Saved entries
================================

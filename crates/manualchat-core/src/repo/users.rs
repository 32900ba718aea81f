//! User accounts with Argon2id-hashed credentials, plus ephemeral guests.

use argon2::{
    Argon2,
    password_hash::{PasswordHash, PasswordHasher, PasswordVerifier, SaltString, rand_core::OsRng},
};
use sqlx::any::AnyRow;
use tracing::debug;

use super::{opt_text, uuid};
use crate::db::{Database, LogFailure};
use crate::error::{Error, Result};
use crate::models::{GuestUser, User};
use crate::query::{Filter, Select};

/// Domain of the placeholder addresses handed to guests.
pub const GUEST_EMAIL_DOMAIN: &str = "guest.user";

/// Hash a password with Argon2id and a random salt.
fn hash_password(password: &str) -> Result<String> {
    let salt = SaltString::generate(&mut OsRng);
    let hash = Argon2::default()
        .hash_password(password.as_bytes(), &salt)
        .map_err(|e| Error::PasswordHash(e.to_string()))?;
    Ok(hash.to_string())
}

/// Verify a password against a stored Argon2id hash.
fn verify_password(password: &str, hash: &str) -> Result<bool> {
    let parsed = PasswordHash::new(hash).map_err(|e| Error::PasswordHash(e.to_string()))?;
    Ok(Argon2::default()
        .verify_password(password.as_bytes(), &parsed)
        .is_ok())
}

pub struct UserRepository<'a> {
    db: &'a Database,
}

impl<'a> UserRepository<'a> {
    pub(crate) fn new(db: &'a Database) -> Self {
        Self { db }
    }

    /// Users registered under `email`. Empty when there are none.
    pub async fn get_by_email(&self, email: &str) -> Result<Vec<User>> {
        let stmt = Select::from("users")
            .filter(Filter::new().eq("email", email))
            .build();
        let rows = self
            .db
            .fetch_all(&stmt)
            .await
            .log_failure("get user by email")?;
        rows.iter().map(user_from_row).collect()
    }

    /// Register a user. Only the Argon2id hash of `password` is stored.
    pub async fn create(&self, email: &str, password: &str) -> Result<User> {
        let user = User {
            id: crate::id::generate(),
            email: Some(email.to_string()),
            password_hash: Some(hash_password(password)?),
        };

        async {
            sqlx::query("INSERT INTO users (id, email, password) VALUES ($1, $2, $3)")
                .bind(user.id.to_string())
                .bind(user.email.as_deref())
                .bind(user.password_hash.as_deref())
                .execute(self.db.pool()?)
                .await?;
            debug!(user_id = %user.id, "Created user");
            Ok::<_, Error>(())
        }
        .await
        .log_failure("create user")?;

        Ok(user)
    }

    /// Mint an identity for an unauthenticated session. Nothing is written.
    pub fn create_guest(&self) -> GuestUser {
        let id = crate::id::generate();
        GuestUser {
            id,
            email: format!("guest-{id}@{GUEST_EMAIL_DOMAIN}"),
        }
    }

    /// Check `password` against the user's stored hash. Users without a
    /// credential never verify.
    pub fn verify_password(&self, user: &User, password: &str) -> Result<bool> {
        match user.password_hash.as_deref() {
            Some(hash) => verify_password(password, hash),
            None => Ok(false),
        }
    }
}

fn user_from_row(row: &AnyRow) -> Result<User> {
    Ok(User {
        id: uuid(row, "id")?,
        email: opt_text(row, "email")?,
        password_hash: opt_text(row, "password")?,
    })
}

================================

● Exercise requirements: Write each line of the data down again exactly as it reads.

● Answer area:
filename crates/manualchat-core/src/repo/users.rs
repository 32900ba718aea81f
//! User accounts with Argon2id-hashed credentials, plus ephemeral guests.

use argon2::{
    Argon2,
    password_hash::{PasswordHash, PasswordHasher, PasswordVerifier, SaltString, rand_core::OsRng},
};
use sqlx::any::AnyRow;
use tracing::debug;

use super::{opt_text, uuid};
use crate::db::{Database, LogFailure};
use crate::error::{Error, Result};
use crate::models::{GuestUser, User};
use crate::query::{Filter, Select};

/// Domain of the placeholder addresses handed to guests.
pub const GUEST_EMAIL_DOMAIN: &str = "guest.user";

/// Hash a password with Argon2id and a random salt.
fn hash_password(password: &str) -> Result<String> {
    let salt = SaltString::generate(&mut OsRng);
    let hash = Argon2::default()
        .hash_password(password.as_bytes(), &salt)
        .map_err(|e| Error::PasswordHash(e.to_string()))?;
    Ok(hash.to_string())
}

/// Verify a password against a stored Argon2id hash.
fn verify_password(password: &str, hash: &str) -> Result<bool> {
    let parsed = PasswordHash::new(hash).map_err(|e| Error::PasswordHash(e.to_string()))?;
    Ok(Argon2::default()
        .verify_password(password.as_bytes(), &parsed)
        .is_ok())
}

pub struct UserRepository<'a> {
    db: &'a Database,
}

impl<'a> UserRepository<'a> {
    pub(crate) fn new(db: &'a Database) -> Self {
        Self { db }
    }

    /// Users registered under `email`. Empty when there are none.
    pub async fn get_by_email(&self, email: &str) -> Result<Vec<User>> {
        let stmt = Select::from("users")
            .filter(Filter::new().eq("email", email))
            .build();
        let rows = self
            .db
            .fetch_all(&stmt)
            .await
            .log_failure("get user by email")?;
        rows.iter().map(user_from_row).collect()
    }

    /// Register a user. Only the Argon2id hash of `password` is stored.
    pub async fn create(&self, email: &str, password: &str) -> Result<User> {
        let user = User {
            id: crate::id::generate(),
            email: Some(email.to_string()),
            password_hash: Some(hash_password(password)?),
        };

        async {
            sqlx::query("INSERT INTO users (id, email, password) VALUES ($1, $2, $3)")
                .bind(user.id.to_string())
                .bind(user.email.as_deref())
                .bind(user.password_hash.as_deref())
                .execute(self.db.pool()?)
                .await?;
            debug!(user_id = %user.id, "Created user");
            Ok::<_, Error>(())
        }
        .await
        .log_failure("create user")?;

        Ok(user)
    }

    /// Mint an identity for an unauthenticated session. Nothing is written.
    pub fn create_guest(&self) -> GuestUser {
        let id = crate::id::generate();
        GuestUser {
            id,
            email: format!("guest-{id}@{GUEST_EMAIL_DOMAIN}"),
        }
    }

    /// Check `password` against the user's stored hash. Users without a
    /// credential never verify.
    pub fn verify_password(&self, user: &User, password: &str) -> Result<bool> {
        match user.password_hash.as_deref() {
            Some(hash) => verify_password(password, hash),
            None => Ok(false),
        }
    }
}

fn user_from_row(row: &AnyRow) -> Result<User> {
    Ok(User {
        id: uuid(row, "id")?,
        email: opt_text(row, "email")?,
        password_hash: opt_text(row, "password")?,
    })
}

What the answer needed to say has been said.